Angular velocity effect on the pressure distribution and the CRP binding reaction for a CRP bulk concentration of 6.4 mol/m3. a The pressure distribution along the channel center from the inlet (0 µm) to the outlet (500 µm) for different angular velocity. b Temporal evolution of the CRP surface complex concentration for various angular velocity 20, 40, 60, 80, 100 rad/s respectively. c The initial slope of CRP binding reaction as a function of angular velocity

Figure 8c shows the initial slope of the CRP binding reaction curves as a function of different angular velocity. Larger slopes were founded for higher angular velocity. This can be explained as faster diffusion in transporting the fluid for the micro-channel with higher angular velocity [46]. Increasing the angular velocity from 20 to 100 rad/s improve the initial slope from 1.89 × 10−11 to 2.29 × 10−11 and from − 9.09 × 10−11 to − 1.36 × 10−11 for the association and dissociation phases, respectively.
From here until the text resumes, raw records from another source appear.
//! C9: the static task context store.
//!
//! A per-task persistent key-value map, loaded from a single JSON file at
//! startup (a missing or unreadable file is treated as empty, not fatal)
//! and debounce-serialized back to that file on mutation (I9). Step bodies
//! interact with their task's slice exclusively through [`TaskContextHandle`]
//! — never with the underlying map directly, so every write goes through
//! the same debounce path instead of racing the serializer.

use std::collections::HashMap;
use std::path::{Path, PathBuf};
use std::sync::Arc;
use std::time::Duration;

use parking_lot::RwLock;
use serde_json::{Map, Value};
use tokio::sync::Mutex as AsyncMutex;
use tokio::task::JoinHandle;

use crate::error::ContextStoreError;

type TaskKey = String;
type TaskMap = Map<String, Value>;

/// `{ "<ClassName>_<TaskName>": { <string>: <any JSON> } }`, per spec §6.
fn task_key(type_name: &str, task_name: &str) -> TaskKey {
    format!("{type_name}_{task_name}")
}

/// Backing store shared by every task's [`TaskContextHandle`].
pub struct StaticContextStore {
    path: PathBuf,
    serialize_interval: Duration,
    data: Arc<RwLock<HashMap<TaskKey, TaskMap>>>,
    pending_save: AsyncMutex<Option<JoinHandle<()>>>,
}

impl StaticContextStore {
    /// Best-effort load: a missing or malformed file yields an empty store.
    pub async fn load(path: impl Into<PathBuf>, serialize_interval: Duration) -> Arc<Self> {
        let path = path.into();
        let data = match tokio::fs::read(&path).await {
            Ok(bytes) => serde_json::from_slice::<HashMap<TaskKey, TaskMap>>(&bytes)
                .unwrap_or_default(),
            Err(_) => HashMap::new(),
        };

        Arc::new(Self {
            path,
            serialize_interval,
            data: Arc::new(RwLock::new(data)),
            pending_save: AsyncMutex::new(None),
        })
    }

    /// A handle scoped to one task's slice of the map, creating it if
    /// absent.
    pub fn handle_for(self: &Arc<Self>, type_name: &str, task_name: &str) -> TaskContextHandle {
        let key = task_key(type_name, task_name);
        self.data.write().entry(key.clone()).or_default();
        TaskContextHandle {
            store: self.clone(),
            key,
        }
    }

    fn snapshot(&self) -> HashMap<TaskKey, TaskMap> {
        self.data.read().clone()
    }

    /// Schedule a debounced save: a pending timer is cancelled and replaced
    /// on every call, so a burst of writes collapses to at most one disk
    /// write after `serialize_interval` of quiet (I9 / P6).
    async fn schedule_save(self: &Arc<Self>) {
        let mut pending = self.pending_save.lock().await;
        if let Some(handle) = pending.take() {
            handle.abort();
        }

        let this = self.clone();
        let interval = self.serialize_interval;
        *pending = Some(tokio::spawn(async move {
            tokio::time::sleep(interval).await;
            let _ = this.save_now().await;
        }));
    }

    /// Synchronous (awaited) save, used for the debounce firing and for the
    /// final flush on shutdown. Writes atomically via a temp file + rename.
    pub async fn save_now(&self) -> Result<(), ContextStoreError> {
        let snapshot = self.snapshot();
        let bytes = serde_json::to_vec_pretty(&snapshot).map_err(ContextStoreError::Serialize)?;

        let tmp_path = tmp_path_for(&self.path);
        tokio::fs::write(&tmp_path, &bytes)
            .await
            .map_err(|source| ContextStoreError::Write {
                path: tmp_path.display().to_string(),
                source,
            })?;
        tokio::fs::rename(&tmp_path, &self.path)
            .await
            .map_err(|source| ContextStoreError::Write {
                path: self.path.display().to_string(),
                source,
            })?;
        Ok(())
    }

    /// Cancel any pending debounce timer and perform one final synchronous
    /// save, called during engine shutdown.
    pub async fn shutdown(self: &Arc<Self>) -> Result<(), ContextStoreError> {
        let mut pending = self.pending_save.lock().await;
        if let Some(handle) = pending.take() {
            handle.abort();
        }
        self.save_now().await
    }
}

fn tmp_path_for(path: &Path) -> PathBuf {
    let mut name = path
        .file_name()
        .map(|n| n.to_os_string())
        .unwrap_or_default();
    name.push(".tmp");
    path.with_file_name(name)
}

/// Observable proxy over one task's slice of the store.
///
/// Every `set` triggers the debounce timer; `get`/`snapshot` read directly.
#[derive(Clone)]
pub struct TaskContextHandle {
    store: Arc<StaticContextStore>,
    key: TaskKey,
}

impl TaskContextHandle {
    pub fn get(&self, field: &str) -> Option<Value> {
        self.store
            .data
            .read()
            .get(&self.key)
            .and_then(|m| m.get(field))
            .cloned()
    }

    pub fn snapshot(&self) -> TaskMap {
        self.store
            .data
            .read()
            .get(&self.key)
            .cloned()
            .unwrap_or_default()
    }

    /// Set a field and schedule a debounced save.
    pub async fn set(&self, field: impl Into<String>, value: Value) {
        {
            let mut data = self.store.data.write();
            data.entry(self.key.clone())
                .or_default()
                .insert(field.into(), value);
        }
        self.store.schedule_save().await;
    }

    pub fn remove_sync(&self, field: &str) {
        if let Some(map) = self.store.data.write().get_mut(&self.key) {
            map.remove(field);
        }
    }
}

#[cfg(test)]
mod tests {
    use super::*;
    use serde_json::json;
    use tempfile_shim::temp_file_path;

    mod tempfile_shim {
        use std::path::PathBuf;
        use std::sync::atomic::{AtomicU64, Ordering};

        static COUNTER: AtomicU64 = AtomicU64::new(0);

        pub fn temp_file_path(name: &str) -> PathBuf {
            let n = COUNTER.fetch_add(1, Ordering::Relaxed);
            std::env::temp_dir().join(format!("cameleer-ctx-test-{name}-{n}.json"))
        }
    }

    #[tokio::test]
    async fn missing_file_loads_empty() {
        let path = temp_file_path("missing");
        let store = StaticContextStore::load(&path, Duration::from_millis(10)).await;
        assert!(store.snapshot().is_empty());
    }

    #[tokio::test]
    async fn set_is_visible_immediately_and_debounces_to_one_write() {
        let path = temp_file_path("debounce");
        let store = StaticContextStore::load(&path, Duration::from_millis(30)).await;
        let handle = store.handle_for("Task", "my_task");

        handle.set("a", json!(1)).await;
        handle.set("a", json!(2)).await;
        handle.set("b", json!(3)).await;

        // Reads are synchronous/in-memory regardless of debounce.
        assert_eq!(handle.get("a"), Some(json!(2)));
        assert_eq!(handle.get("b"), Some(json!(3)));

        tokio::time::sleep(Duration::from_millis(80)).await;

        let on_disk = tokio::fs::read(&path).await.expect("file written");
        let parsed: HashMap<String, TaskMap> = serde_json::from_slice(&on_disk).unwrap();
        assert_eq!(parsed["Task_my_task"]["a"], json!(2));
        assert_eq!(parsed["Task_my_task"]["b"], json!(3));

        let _ = tokio::fs::remove_file(&path).await;
    }

    #[tokio::test]
    async fn shutdown_flushes_pending_write() {
        let path = temp_file_path("shutdown");
        let store = StaticContextStore::load(&path, Duration::from_secs(60)).await;
        let handle = store.handle_for("Task", "t");
        handle.set("x", json!(true)).await;

        store.shutdown().await.expect("shutdown save succeeds");

        let on_disk = tokio::fs::read(&path).await.expect("file written");
        let parsed: HashMap<String, TaskMap> = serde_json::from_slice(&on_disk).unwrap();
        assert_eq!(parsed["Task_t"]["x"], json!(true));

        let _ = tokio::fs::remove_file(&path).await;
    }
}
//! A budget-aware queue: jobs carry a cost, the queue admits concurrently
//! as long as the sum of in-flight costs stays under its capacity, or —
//! when this queue was configured with `allow_exclusive_jobs` — admits a
//! single over-budget job exclusively while nothing else is running
//! (spec.md §4.4). `allowExclusiveJobs` is a property of the *queue*, not
//! of the job; a task's own `allowMultiple` flag governs single-instance
//! enforcement at the Engine layer (I3) and never reaches the queue.

use std::sync::atomic::{AtomicUsize, Ordering};
use std::sync::Arc;

use async_trait::async_trait;
use parking_lot::Mutex;
use tokio::sync::{broadcast, watch};

use super::{EventHub, Job, JobRunner, Queue, QueueEvent};
use crate::error::QueueError;

const DEFAULT_JOB_COST: f64 = 1.0;
const ADMISSION_POLL_INTERVAL: std::time::Duration = std::time::Duration::from_millis(5);

struct Inner {
    capacity: f64,
    allow_exclusive_jobs: bool,
    runner: JobRunner,
    hub: EventHub,
    paused: Mutex<bool>,
    in_flight_cost: Mutex<f64>,
    exclusive_holder: Mutex<bool>,
    backlog: AtomicUsize,
    in_flight_count: AtomicUsize,
}

pub struct CostQueue {
    name: String,
    inner: Arc<Inner>,
}

impl CostQueue {
    pub fn new(
        name: impl Into<String>,
        capacity: f64,
        allow_exclusive_jobs: bool,
        runner: JobRunner,
    ) -> Arc<Self> {
        Arc::new(Self {
            name: name.into(),
            inner: Arc::new(Inner {
                capacity,
                allow_exclusive_jobs,
                runner,
                hub: EventHub::new(),
                paused: Mutex::new(false),
                in_flight_cost: Mutex::new(0.0),
                exclusive_holder: Mutex::new(false),
                backlog: AtomicUsize::new(0),
                in_flight_count: AtomicUsize::new(0),
            }),
        })
    }

    pub fn allow_exclusive_jobs(&self) -> bool {
        self.inner.allow_exclusive_jobs
    }

    pub fn capacity(&self) -> f64 {
        self.inner.capacity
    }

    /// Try to reserve budget for this job. Returns `Some(is_exclusive)` on
    /// success, `None` if the job cannot be admitted right now.
    fn try_reserve(inner: &Inner, cost: f64) -> Option<bool> {
        let mut held_cost = inner.in_flight_cost.lock();
        let mut holder = inner.exclusive_holder.lock();

        if *holder {
            return None;
        }
        if *held_cost + cost <= inner.capacity {
            *held_cost += cost;
            return Some(false);
        }
        if inner.allow_exclusive_jobs && inner.in_flight_count.load(Ordering::SeqCst) == 0 {
            *held_cost += cost;
            *holder = true;
            return Some(true);
        }
        None
    }

    fn release(inner: &Inner, cost: f64, exclusive: bool) {
        *inner.in_flight_cost.lock() -= cost;
        if exclusive {
            *inner.exclusive_holder.lock() = false;
        }
    }
}

#[async_trait]
impl Queue for CostQueue {
    fn name(&self) -> &str {
        &self.name
    }

    async fn submit(&self, job: Arc<Job>, cost: Option<f64>) -> Result<(), QueueError> {
        if *self.inner.paused.lock() {
            return Err(QueueError::Paused);
        }

        let cost = cost.unwrap_or(DEFAULT_JOB_COST);

        // A job that exceeds capacity can only ever be admitted through
        // exclusive admission; if this queue doesn't offer that, it can
        // never fit, so fail fast instead of spin-polling forever.
        if cost > self.inner.capacity && !self.inner.allow_exclusive_jobs {
            return Err(QueueError::NoCapacity {
                queue: self.name.clone(),
                job_id: job.id,
                cost,
            });
        }

        self.inner.backlog.fetch_add(1, Ordering::SeqCst);
        let inner = self.inner.clone();
        let job_id = job.id;

        tokio::spawn(async move {
            // Admission is a spin-poll against the shared budget rather than
            // a permit queue, since capacity is a float and contention is a
            // handful of tasks, not thousands.
            let exclusive = loop {
                if let Some(exclusive) = Self::try_reserve(&inner, cost) {
                    break exclusive;
                }
                tokio::time::sleep(ADMISSION_POLL_INTERVAL).await;
            };

            inner.backlog.fetch_sub(1, Ordering::SeqCst);
            let now_in_flight = inner.in_flight_count.fetch_add(1, Ordering::SeqCst) + 1;
            if now_in_flight == 1 {
                inner.hub.set_idle(false);
            }

            inner.hub.emit(QueueEvent::Run(job_id));
            let outcome = (inner.runner)(job).await;

            Self::release(&inner, cost, exclusive);
            let remaining = inner.in_flight_count.fetch_sub(1, Ordering::SeqCst) - 1;
            if remaining == 0 {
                inner.hub.set_idle(true);
            }

            match outcome {
                Ok(()) => inner.hub.emit(QueueEvent::Done(job_id)),
                Err(e) => inner.hub.emit(QueueEvent::Failed(job_id, e.to_string())),
            }
        });

        Ok(())
    }

    fn pause(&self) {
        *self.inner.paused.lock() = true;
    }

    fn resume(&self) {
        *self.inner.paused.lock() = false;
    }

    fn is_paused(&self) -> bool {
        *self.inner.paused.lock()
    }

    fn backlog(&self) -> usize {
        self.inner.backlog.load(Ordering::SeqCst)
    }

    fn load(&self) -> f64 {
        if self.inner.capacity <= 0.0 {
            return 1.0;
        }
        (*self.inner.in_flight_cost.lock() / self.inner.capacity).min(1.0)
    }

    fn raw_load(&self) -> f64 {
        *self.inner.in_flight_cost.lock()
    }

    fn subscribe_events(&self) -> broadcast::Receiver<QueueEvent> {
        self.inner.hub.subscribe_events()
    }

    fn subscribe_idle(&self) -> watch::Receiver<bool> {
        self.inner.hub.subscribe_idle()
    }
}

#[cfg(test)]
mod tests {
    use super::*;
    use crate::context_store::StaticContextStore;
    use crate::logging::{ScopedLogger, TracingSink};
    use crate::task::Task;
    use std::time::Duration;

    async fn make_job() -> Arc<Job> {
        let store = StaticContextStore::load(
            std::env::temp_dir().join("cost-queue-test-unused.json"),
            Duration::from_secs(60),
        )
        .await;
        let handle = store.handle_for("Task", "t");
        let logger = ScopedLogger::new(Arc::new(TracingSink), "task.t");
        let task = Task::new("t", "Task", handle, logger);
        Job::new(task, Arc::new(std::collections::HashMap::new()), Vec::new())
    }

    #[tokio::test]
    async fn over_capacity_job_is_rejected_immediately_without_exclusive_admission() {
        let runner: JobRunner = Arc::new(|_job| Box::pin(async move { Ok(()) }));
        let queue = CostQueue::new("q", 2.0, false, runner);
        let job = make_job().await;
        let err = queue.submit(job, Some(5.0)).await.unwrap_err();
        assert!(matches!(err, QueueError::NoCapacity { .. }));
    }

    #[tokio::test]
    async fn over_capacity_job_is_admitted_exclusively_when_queue_allows_it() {
        let runner: JobRunner = Arc::new(|_job| Box::pin(async move { Ok(()) }));
        let queue = CostQueue::new("q", 0.5, true, runner);
        let mut events = queue.subscribe_events();

        let job = make_job().await;
        let job_id = job.id;
        queue.submit(job, Some(4.5)).await.unwrap();

        assert!(matches!(events.recv().await.unwrap(), QueueEvent::Run(id) if id == job_id));
    }

    #[tokio::test]
    async fn budget_allows_concurrent_low_cost_jobs() {
        let runner: JobRunner = Arc::new(|_job| {
            Box::pin(async move {
                tokio::time::sleep(Duration::from_millis(20)).await;
                Ok(())
            })
        });
        let queue = CostQueue::new("q", 2.0, false, runner);
        let mut events = queue.subscribe_events();

        queue.submit(make_job().await, Some(1.0)).await.unwrap();
        queue.submit(make_job().await, Some(1.0)).await.unwrap();

        let mut runs = 0;
        for _ in 0..4 {
            if matches!(events.recv().await.unwrap(), QueueEvent::Run(_)) {
                runs += 1;
            }
        }
        assert_eq!(runs, 2);
    }

    #[tokio::test]
    async fn exclusive_admission_waits_for_the_queue_to_go_idle() {
        let runner: JobRunner = Arc::new(|_job| {
            Box::pin(async move {
                tokio::time::sleep(Duration::from_millis(30)).await;
                Ok(())
            })
        });
        let queue = CostQueue::new("q", 1.0, true, runner);
        let mut events = queue.subscribe_events();

        // First job holds normal budget; second is over-capacity and must
        // wait for the first to finish before it can claim the queue
        // exclusively.
        queue.submit(make_job().await, Some(1.0)).await.unwrap();
        queue.submit(make_job().await, Some(5.0)).await.unwrap();

        let mut runs = Vec::new();
        for _ in 0..4 {
            if let QueueEvent::Run(id) = events.recv().await.unwrap() {
                runs.push(id);
            }
        }
        assert_eq!(runs.len(), 2);
    }
}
In this study, we have successfully made a new platform to conduct the fluid interior a rectangular microchannel with an efficient in term of time response and without the necessity for an external pumping system. Compared to the inlet flow velocity [13] as a conduction system, we get an improvement concerning the initial slope of the association phase of binding reaction from 1.8 × 10−11 to 2.29 × 10−11. Recently, many attempts were made to improve such microfluidic transport system by superimposing another enhancement structure, namely, the use of the electrothermal force effect [38], the use of an obstacle above the biosensor [47], the confinement flow effect [14] and mixing electrothermal and confinement effect together [48].

4 Conclusion

In summary, the Coriolis and centrifugal forces are identified to be an efficient means to transport the fluid to the reaction surface of the biosensor and reduce significantly the time response. Several crucial factors such as the analyte concentration, the angular velocity and the length of the biosensor have been investigated theoretically. It is found that raising the angular velocity can effectively minimize the thickness of the diffusion boundary layer, and increase the fluid velocity. Hence, the association and dissociation rate of the protein binding reaction is drastically improved. In light of this, further investigation can be carried to study electrothermal and confinement flow effects on this rotating microchannel using 3D to design the biosensor device. We believe that this work can open new opportunity of research for further experimental investigation in microflow injection system.